TASK REQUIREMENTS: Scan the entries for the word "ValueEnum" and return every line that has it.

DATA LISTING:

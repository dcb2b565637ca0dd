//! CLI argument definitions using clap.

use clap::{Parser, Subcommand, ValueEnum};
use std::path::PathBuf;

/// Telemetry Relay - forwards telemetry to its collector and replicates it to sinks
#[derive(Parser, Debug)]
#[command(
    name = "telemetry-relay",
    author,
    version,
    about = "Telemetry replication relay",
    long_about = "A relay that sits in front of a telemetry collection endpoint.\n\n\
                  Every batch is forwarded unchanged to the canonical collector and \n\
                  replicated concurrently to the configured sinks."
)]
pub struct Cli {
    /// Increase logging verbosity (-v for debug, -vv for trace)
    #[arg(short, long, action = clap::ArgAction::Count, global = true, env = "TELEMETRY_RELAY_VERBOSE")]
    pub verbose: u8,

    /// Suppress all output except warnings and errors
    #[arg(short, long, global = true, conflicts_with = "verbose")]
    pub quiet: bool,

    /// Log output format
    #[arg(
        long,
        value_enum,
        default_value = "pretty",
        global = true,
        env = "TELEMETRY_RELAY_LOG_FORMAT"
    )]
    pub log_format: LogFormat,

    #[command(subcommand)]
    pub command: Commands,
}

/// Available CLI commands
#[derive(Subcommand, Debug)]
pub enum Commands {
    /// Run the relay server
    Run(RunArgs),

    /// Validate configuration file without running
    Validate(ValidateArgs),

    /// Display configuration information
    Info(InfoArgs),
}

/// Arguments for the `run` command
#[derive(Parser, Debug, Clone)]
pub struct RunArgs {
    /// Path to configuration file (TOML or JSON)
    #[arg(
        short,
        long,
        default_value = "relay.toml",
        env = "TELEMETRY_RELAY_CONFIG"
    )]
    pub config: PathBuf,

    /// Override the listen address from configuration
    #[arg(long, env = "TELEMETRY_RELAY_LISTEN")]
    pub listen: Option<String>,

    /// Override the canonical destination URI from configuration
    #[arg(long, env = "TELEMETRY_RELAY_DESTINATION")]
    pub destination: Option<String>,

    /// Validate configuration and exit without serving
    #[arg(long)]
    pub dry_run: bool,

    /// Metrics server port (0 = disabled)
    #[arg(long, default_value = "9000", env = "TELEMETRY_RELAY_METRICS_PORT")]
    pub metrics_port: u16,
}

/// Arguments for the `validate` command
#[derive(Parser, Debug)]
pub struct ValidateArgs {
    /// Path to configuration file to validate
    #[arg(short, long, default_value = "relay.toml", env = "TELEMETRY_RELAY_CONFIG")]
    pub config: PathBuf,

    /// Output validation result as JSON
    #[arg(long)]
    pub json: bool,
}

/// Arguments for the `info` command
#[derive(Parser, Debug)]
pub struct InfoArgs {
    /// Path to configuration file
    #[arg(short, long, default_value = "relay.toml", env = "TELEMETRY_RELAY_CONFIG")]
    pub config: PathBuf,

    /// Output as JSON
    #[arg(long)]
    pub json: bool,

    /// Show sink configuration
    #[arg(long)]
    pub sinks: bool,
}

/// Log output format
#[derive(ValueEnum, Clone, Copy, Debug, Default)]
pub enum LogFormat {
    /// JSON structured logging
    Json,
    /// Human-readable pretty format
    #[default]
    Pretty,
    /// Compact single-line format
    Compact,
}

impl From<LogFormat> for observability::LogFormat {
    fn from(format: LogFormat) -> Self {
        match format {
            LogFormat::Json => Self::Json,
            LogFormat::Pretty => Self::Pretty,
            LogFormat::Compact => Self::Compact,
        }
    }
}
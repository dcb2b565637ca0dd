//! Blueprint decoding
//!
//! TOML is the primary format; JSON is accepted for generated configs.

use std::path::Path;

use contracts::{ContractError, RelayBlueprint};

type BoxError = Box<dyn std::error::Error + Send + Sync>;

#[derive(Debug, Clone, Copy, PartialEq, Eq)]
pub enum ConfigFormat {
    Toml,
    Json,
}

impl ConfigFormat {
    /// Pick the format from the file extension, case-insensitively
    pub fn from_path(path: &Path) -> Result<Self, ContractError> {
        let ext = path
            .extension()
            .and_then(|e| e.to_str())
            .ok_or_else(|| {
                ContractError::config_parse(format!(
                    "'{}' has no extension, expected .toml or .json",
                    path.display()
                ))
            })?;

        if ext.eq_ignore_ascii_case("toml") {
            Ok(Self::Toml)
        } else if ext.eq_ignore_ascii_case("json") {
            Ok(Self::Json)
        } else {
            Err(ContractError::config_parse(format!(
                "unsupported config format: .{ext}"
            )))
        }
    }

    fn label(self) -> &'static str {
        match self {
            Self::Toml => "TOML",
            Self::Json => "JSON",
        }
    }
}

/// Decode `content` into a blueprint; missing sections take their defaults
pub fn parse(content: &str, format: ConfigFormat) -> Result<RelayBlueprint, ContractError> {
    let decoded: Result<RelayBlueprint, BoxError> = match format {
        ConfigFormat::Toml => toml::from_str(content).map_err(Into::into),
        ConfigFormat::Json => serde_json::from_str(content).map_err(Into::into),
    };

    decoded.map_err(|source| ContractError::ConfigParse {
        message: format!("{} parse error: {source}", format.label()),
        source: Some(source),
    })
}
//! Batch codec error types

use thiserror::Error;

/// Decode error: the whole batch is rejected
#[derive(Debug, Error)]
pub enum DecodeError {
    /// gzip stream could not be decompressed
    #[error("gzip decompression failed: {0}")]
    Gzip(#[source] std::io::Error),

    /// Payload is not UTF-8 text
    #[error("payload is not valid utf-8: {0}")]
    Utf8(#[from] std::str::Utf8Error),

    /// Reconstructed array is not valid JSON, or a record is not an object
    #[error("malformed json payload: {0}")]
    Json(#[from] serde_json::Error),

    /// A line held more (or fewer) than one record
    #[error("expected {lines} records (one per line), parsed {records}")]
    RecordCount {
        /// Non-blank lines in the payload
        lines: usize,
        /// Records in the parsed array
        records: usize,
    },
}

/// Batch codec Result type alias
pub type Result<T> = std::result::Result<T, DecodeError>;
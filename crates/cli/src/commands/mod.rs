//! Command implementations.

mod info;
mod run;
mod validate;

pub use info::run_info;
pub use run::run_relay;
pub use validate::run_validate;
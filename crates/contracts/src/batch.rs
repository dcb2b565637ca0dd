//! TelemetryBatch - Batch Codec output
//!
//! One decoded request body, shared read-only by all sinks.

use serde::Serialize;
use serde_json::{Map, Value};

/// A single telemetry record (one NDJSON line)
pub type Record = Map<String, Value>;

/// Ordered sequence of telemetry records decoded from one request body.
///
/// The batch is immutable after construction: sinks run concurrently
/// against the same instance and only get shared access.
#[derive(Debug, Clone, Default, PartialEq, Serialize)]
#[serde(transparent)]
pub struct TelemetryBatch {
    records: Vec<Record>,
}

impl TelemetryBatch {
    /// Create a batch from records in arrival order
    pub fn new(records: Vec<Record>) -> Self {
        Self { records }
    }

    /// Number of records
    pub fn len(&self) -> usize {
        self.records.len()
    }

    pub fn is_empty(&self) -> bool {
        self.records.is_empty()
    }

    /// Records in arrival order
    pub fn records(&self) -> &[Record] {
        &self.records
    }

    pub fn iter(&self) -> std::slice::Iter<'_, Record> {
        self.records.iter()
    }
}

impl From<Vec<Record>> for TelemetryBatch {
    fn from(records: Vec<Record>) -> Self {
        Self::new(records)
    }
}

impl<'a> IntoIterator for &'a TelemetryBatch {
    type Item = &'a Record;
    type IntoIter = std::slice::Iter<'a, Record>;

    fn into_iter(self) -> Self::IntoIter {
        self.records.iter()
    }
}
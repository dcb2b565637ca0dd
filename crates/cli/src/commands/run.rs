//! `run` command implementation.

use anyhow::{Context, Result};
use config_loader::{ConfigLoader, Overrides};
use contracts::RelayBlueprint;
use tracing::{info, warn};

use crate::cli::RunArgs;
use crate::service::{RelayService, ServiceConfig};

/// Execute the `run` command
pub async fn run_relay(args: &RunArgs) -> Result<()> {
    info!(config = %args.config.display(), "Loading configuration");

    if !args.config.exists() {
        anyhow::bail!("Configuration file not found: {}", args.config.display());
    }

    let overrides = Overrides {
        listen: args.listen.clone(),
        destination: args.destination.clone(),
    };
    if !overrides.is_empty() {
        info!(
            listen = ?overrides.listen,
            destination = ?overrides.destination,
            "Applying CLI overrides"
        );
    }

    let blueprint = ConfigLoader::load_with_overrides(&args.config, &overrides)
        .with_context(|| format!("Failed to load config from {}", args.config.display()))?;

    info!(
        listen = %blueprint.server.listen,
        destination = %blueprint.destination.uri,
        sinks = blueprint.sinks.len(),
        await_completion = blueprint.replication.await_completion,
        "Configuration loaded"
    );

    if args.dry_run {
        info!("Dry run mode - configuration is valid, exiting");
        print_config_summary(&blueprint);
        return Ok(());
    }

    let service = RelayService::new(ServiceConfig {
        blueprint,
        metrics_port: if args.metrics_port == 0 {
            None
        } else {
            Some(args.metrics_port)
        },
    });

    info!("Starting relay...");

    let stats = service
        .run(shutdown_signal())
        .await
        .context("Relay execution failed")?;
    stats.print_summary();

    info!("Telemetry Relay finished");
    Ok(())
}

/// Resolves on Ctrl+C or SIGTERM
async fn shutdown_signal() {
    let ctrl_c = async {
        if let Err(e) = tokio::signal::ctrl_c().await {
            warn!(error = %e, "Failed to install Ctrl+C handler");
            std::future::pending::<()>().await;
        }
    };

    #[cfg(unix)]
    let terminate = async {
        match tokio::signal::unix::signal(tokio::signal::unix::SignalKind::terminate()) {
            Ok(mut signal) => {
                signal.recv().await;
            }
            Err(e) => {
                warn!(error = %e, "Failed to install SIGTERM handler");
                std::future::pending::<()>().await;
            }
        }
    };

    #[cfg(not(unix))]
    let terminate = std::future::pending::<()>();

    tokio::select! {
        _ = ctrl_c => {},
        _ = terminate => {},
    }
    warn!("Received shutdown signal, stopping relay...");
}

/// Print configuration summary for dry-run mode
fn print_config_summary(blueprint: &RelayBlueprint) {
    println!("\n=== Configuration Summary ===\n");
    println!("Server:");
    println!("  Listen: {}", blueprint.server.listen);
    println!("  Path: {}", blueprint.server.proxy_path);
    if let Some(ref public_uri) = blueprint.server.public_uri {
        println!("  Public URI: {}", public_uri);
    }
    println!("\nDestination:");
    println!("  URI: {}", blueprint.destination.uri);
    println!("  Timeout: {} ms", blueprint.destination.timeout_ms);

    if !blueprint.sinks.is_empty() {
        println!("\nSinks ({}):", blueprint.sinks.len());
        for sink in &blueprint.sinks {
            println!("  - {} ({:?})", sink.name, sink.sink_type);
        }
    }

    println!(
        "\nReplication: {}",
        if blueprint.replication.await_completion {
            "awaited before reply"
        } else {
            "background"
        }
    );
    println!();
}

EXPECTED OUTPUT:
use clap::{Parser, Subcommand, ValueEnum};
#[derive(ValueEnum, Clone, Copy, Debug, Default)]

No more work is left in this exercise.